(Collected data)
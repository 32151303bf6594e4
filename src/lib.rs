//! # funb-gate
//!
//! Session and route authorization gate for the FunB course platform.
//!
//! Every page of the web client passes through [`gate::Gate`] before its
//! content renders. The gate composes three push-based inputs (identity,
//! the identity's role profile, and the current route) into one decision:
//! render, or replace-navigate elsewhere. A companion [`idle::IdleTimer`]
//! signs the session out after a period without user activity.
//!
//! This crate is framework-free so the decision logic can be exercised
//! without a renderer; the `client` crate binds it to Leptos signals.

pub mod config;
pub mod decision;
pub mod error;
pub mod gate;
pub mod idle;
pub mod memory;
pub mod provider;
pub mod route;
pub mod session;

pub use config::GateConfig;
pub use decision::{Decision, RuleSet};
pub use error::{AuthError, GateError, StoreError};
pub use gate::{Gate, GateEvent, GateStatus};
pub use route::Location;
pub use session::{Identity, Role, Session, UserProfile};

TRY IT:
All of the entries above should be written out again exactly.

RESULT FOR THIS TASK:
repository 32151303bf6594e4
filename src/lib.rs
//! # funb-gate
//!
//! Session and route authorization gate for the FunB course platform.
//!
//! Every page of the web client passes through [`gate::Gate`] before its
//! content renders. The gate composes three push-based inputs (identity,
//! the identity's role profile, and the current route) into one decision:
//! render, or replace-navigate elsewhere. A companion [`idle::IdleTimer`]
//! signs the session out after a period without user activity.
//!
//! This crate is framework-free so the decision logic can be exercised
//! without a renderer; the `client` crate binds it to Leptos signals.

pub mod config;
pub mod decision;
pub mod error;
pub mod gate;
pub mod idle;
pub mod memory;
pub mod provider;
pub mod route;
pub mod session;

pub use config::GateConfig;
pub use decision::{Decision, RuleSet};
pub use error::{AuthError, GateError, StoreError};
pub use gate::{Gate, GateEvent, GateStatus};
pub use route::Location;
pub use session::{Identity, Role, Session, UserProfile};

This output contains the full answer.